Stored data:
————
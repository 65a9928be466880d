//! Simplex noise over a seeded lattice. The climate and surface noises only
//! sample it in 2D; the 3D form seeds their higher octaves.

use crate::random::Random;

use super::{
    floor,
    lattice::{Lattice, grad_dot},
};

/// Skew factor for 2D, `(sqrt(3) - 1) / 2`.
const F2: f64 = 0.366_025_403_784_438_6;
/// Unskew factor for 2D, `(3 - sqrt(3)) / 6`.
const G2: f64 = 0.211_324_865_405_187_1;
const F3: f64 = 1.0 / 3.0;
const G3: f64 = 1.0 / 6.0;

/// Contribution of one simplex corner with radial falloff `radius`.
#[inline]
fn corner(gradient: i32, x: f64, y: f64, z: f64, radius: f64) -> f64 {
    let falloff = radius - x * x - y * y - z * z;
    if falloff < 0.0 {
        0.0
    } else {
        let squared = falloff * falloff;
        squared * squared * grad_dot(gradient, x, y, z)
    }
}

/// One simplex noise instance.
#[derive(Debug, Clone)]
pub struct SimplexNoise {
    lattice: Lattice,
}

impl SimplexNoise {
    /// Creates a new `SimplexNoise` from a random source.
    pub fn new<R: Random>(random: &mut R) -> Self {
        Self {
            lattice: Lattice::new(random),
        }
    }

    /// The seeded origin. Callers add it themselves; sampling does not.
    #[must_use]
    pub const fn origin(&self) -> [f64; 3] {
        self.lattice.origin
    }

    /// Gradient index of a 2D lattice point. Only the first twelve gradients
    /// are reachable.
    #[inline]
    fn gradient_2d(&self, i: i32, j: i32) -> i32 {
        self.lattice.hash(i + self.lattice.hash(j)) % 12
    }

    #[inline]
    fn gradient_3d(&self, i: i32, j: i32, k: i32) -> i32 {
        self.lattice
            .hash(i + self.lattice.hash(j + self.lattice.hash(k)))
            % 12
    }

    /// Samples 2D noise, roughly in `[-1, 1]`.
    #[must_use]
    pub fn get_value_2d(&self, x: f64, y: f64) -> f64 {
        let skew = (x + y) * F2;
        let (i, j) = (floor(x + skew), floor(y + skew));
        let unskew = f64::from(i + j) * G2;
        let (x0, y0) = (x - (f64::from(i) - unskew), y - (f64::from(j) - unskew));

        // Lower or upper triangle of the skewed cell.
        let (i1, j1) = if x0 > y0 { (1, 0) } else { (0, 1) };
        let (x1, y1) = (x0 - f64::from(i1) + G2, y0 - f64::from(j1) + G2);
        let (x2, y2) = (x0 - 1.0 + 2.0 * G2, y0 - 1.0 + 2.0 * G2);

        let (ii, jj) = (i & 255, j & 255);
        let n0 = corner(self.gradient_2d(ii, jj), x0, y0, 0.0, 0.5);
        let n1 = corner(self.gradient_2d(ii + i1, jj + j1), x1, y1, 0.0, 0.5);
        let n2 = corner(self.gradient_2d(ii + 1, jj + 1), x2, y2, 0.0, 0.5);
        70.0 * (n0 + n1 + n2)
    }

    /// Samples 3D noise, roughly in `[-1, 1]`.
    #[must_use]
    pub fn get_value_3d(&self, x: f64, y: f64, z: f64) -> f64 {
        let skew = (x + y + z) * F3;
        let (i, j, k) = (floor(x + skew), floor(y + skew), floor(z + skew));
        let unskew = f64::from(i + j + k) * G3;
        let x0 = x - (f64::from(i) - unskew);
        let y0 = y - (f64::from(j) - unskew);
        let z0 = z - (f64::from(k) - unskew);

        // The two middle corners of the tetrahedron containing the point.
        let (second, third) = if x0 >= y0 {
            if y0 >= z0 {
                ([1, 0, 0], [1, 1, 0])
            } else if x0 >= z0 {
                ([1, 0, 0], [1, 0, 1])
            } else {
                ([0, 0, 1], [1, 0, 1])
            }
        } else if y0 < z0 {
            ([0, 0, 1], [0, 1, 1])
        } else if x0 < z0 {
            ([0, 1, 0], [0, 1, 1])
        } else {
            ([0, 1, 0], [1, 1, 0])
        };
        let offset = |step: [i32; 3], unskew: f64| {
            (
                x0 - f64::from(step[0]) + unskew,
                y0 - f64::from(step[1]) + unskew,
                z0 - f64::from(step[2]) + unskew,
            )
        };
        let (x1, y1, z1) = offset(second, G3);
        let (x2, y2, z2) = offset(third, 2.0 * G3);
        let (x3, y3, z3) = (x0 - 1.0 + 0.5, y0 - 1.0 + 0.5, z0 - 1.0 + 0.5);

        let (ii, jj, kk) = (i & 255, j & 255, k & 255);
        let gradient_at =
            |[di, dj, dk]: [i32; 3]| self.gradient_3d(ii + di, jj + dj, kk + dk);
        let n0 = corner(gradient_at([0, 0, 0]), x0, y0, z0, 0.6);
        let n1 = corner(gradient_at(second), x1, y1, z1, 0.6);
        let n2 = corner(gradient_at(third), x2, y2, z2, 0.6);
        let n3 = corner(gradient_at([1, 1, 1]), x3, y3, z3, 0.6);
        32.0 * (n0 + n1 + n2 + n3)
    }
}

#[cfg(test)]
mod tests {
    use super::*;
    use crate::random::{RandomSource, legacy_random::LegacyRandom};

    fn noise(seed: u64) -> SimplexNoise {
        SimplexNoise::new(&mut RandomSource::Legacy(LegacyRandom::from_seed(seed)))
    }

    #[test]
    fn same_seed_same_noise() {
        let (a, b) = (noise(1234), noise(1234));
        for i in 0..32 {
            let p = f64::from(i) * 0.61 - 9.0;
            assert_eq!(a.get_value_2d(p, -p).to_bits(), b.get_value_2d(p, -p).to_bits());
            assert_eq!(
                a.get_value_3d(p, 0.5, -p).to_bits(),
                b.get_value_3d(p, 0.5, -p).to_bits()
            );
        }
        assert_ne!(noise(1).origin(), noise(2).origin());
    }

    #[test]
    fn samples_stay_near_unit_range() {
        let noise = noise(42);
        for x in -20..20 {
            for y in -20..20 {
                let (px, py) = (f64::from(x) * 0.37, f64::from(y) * 0.41);
                let flat = noise.get_value_2d(px, py);
                assert!((-1.5..=1.5).contains(&flat), "2D {flat}");
                let solid = noise.get_value_3d(px, py, px - py);
                assert!((-1.5..=1.5).contains(&solid), "3D {solid}");
            }
        }
    }

    #[test]
    fn simplex_vertices_sample_zero() {
        let noise = noise(7);
        // Each vertex is the only corner in range and sits at zero offset.
        assert_eq!(noise.get_value_2d(0.0, 0.0), 0.0);
        assert_eq!(noise.get_value_3d(0.0, 0.0, 0.0), 0.0);
    }
}
//! Fluid levels and the global pickers aquifers fall back to.

use enum_dispatch::enum_dispatch;

use crate::types::BlockStateId;

/// A fluid filling everything below a level.
#[derive(Debug, Clone, Copy, PartialEq, Eq)]
pub struct FluidStatus {
    /// First y (exclusive) above the fluid.
    pub fluid_level: i32,
    /// Block state filling the positions below the level.
    pub fluid_type: BlockStateId,
}

impl FluidStatus {
    /// Creates a status from a level and a fluid.
    #[must_use]
    pub const fn new(fluid_level: i32, fluid_type: BlockStateId) -> Self {
        Self {
            fluid_level,
            fluid_type,
        }
    }

    /// The fluid below the level, `air` at and above it.
    #[must_use]
    pub const fn at(&self, y: i32, air: BlockStateId) -> BlockStateId {
        if y < self.fluid_level {
            self.fluid_type
        } else {
            air
        }
    }
}

/// Decides which fluid fills an open position when no aquifer overrides it.
#[enum_dispatch]
pub trait FluidPickerImpl {
    /// Fluid status at a block position.
    fn compute_fluid(&self, x: i32, y: i32, z: i32) -> FluidStatus;
}

/// The global fluid pickers.
#[enum_dispatch(FluidPickerImpl)]
#[derive(Debug, Clone)]
pub enum FluidPicker {
    /// The same status everywhere.
    Static(StaticFluidPicker),
    /// Sea level water above a lava floor.
    Overworld(OverworldFluidPicker),
}

/// A picker returning one status everywhere.
#[derive(Debug, Clone)]
pub struct StaticFluidPicker {
    status: FluidStatus,
}

impl StaticFluidPicker {
    /// Creates a picker that always returns `status`.
    #[must_use]
    pub const fn new(status: FluidStatus) -> Self {
        Self { status }
    }
}

impl FluidPickerImpl for StaticFluidPicker {
    fn compute_fluid(&self, _x: i32, _y: i32, _z: i32) -> FluidStatus {
        self.status
    }
}

/// Water at sea level, lava below `y = -54`.
#[derive(Debug, Clone)]
pub struct OverworldFluidPicker {
    lava: FluidStatus,
    default: FluidStatus,
    lava_below: i32,
}

impl OverworldFluidPicker {
    /// Top of the lava lakes at the bottom of the world.
    pub const LAVA_LEVEL: i32 = -54;

    /// Creates the picker for a world with the given sea level.
    #[must_use]
    pub fn new(sea_level: i32, default_fluid: BlockStateId, lava: BlockStateId) -> Self {
        Self {
            lava: FluidStatus::new(Self::LAVA_LEVEL, lava),
            default: FluidStatus::new(sea_level, default_fluid),
            lava_below: Self::LAVA_LEVEL.min(sea_level),
        }
    }
}

impl FluidPickerImpl for OverworldFluidPicker {
    fn compute_fluid(&self, _x: i32, y: i32, _z: i32) -> FluidStatus {
        if y < self.lava_below {
            self.lava
        } else {
            self.default
        }
    }
}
————
_BRIEF_: Show all lines in the entries above where the string "RandomSource" appears.

_EXERCISE OUTPUT_:
    use crate::random::{RandomSource, legacy_random::LegacyRandom};
        SimplexNoise::new(&mut RandomSource::Legacy(LegacyRandom::from_seed(seed)))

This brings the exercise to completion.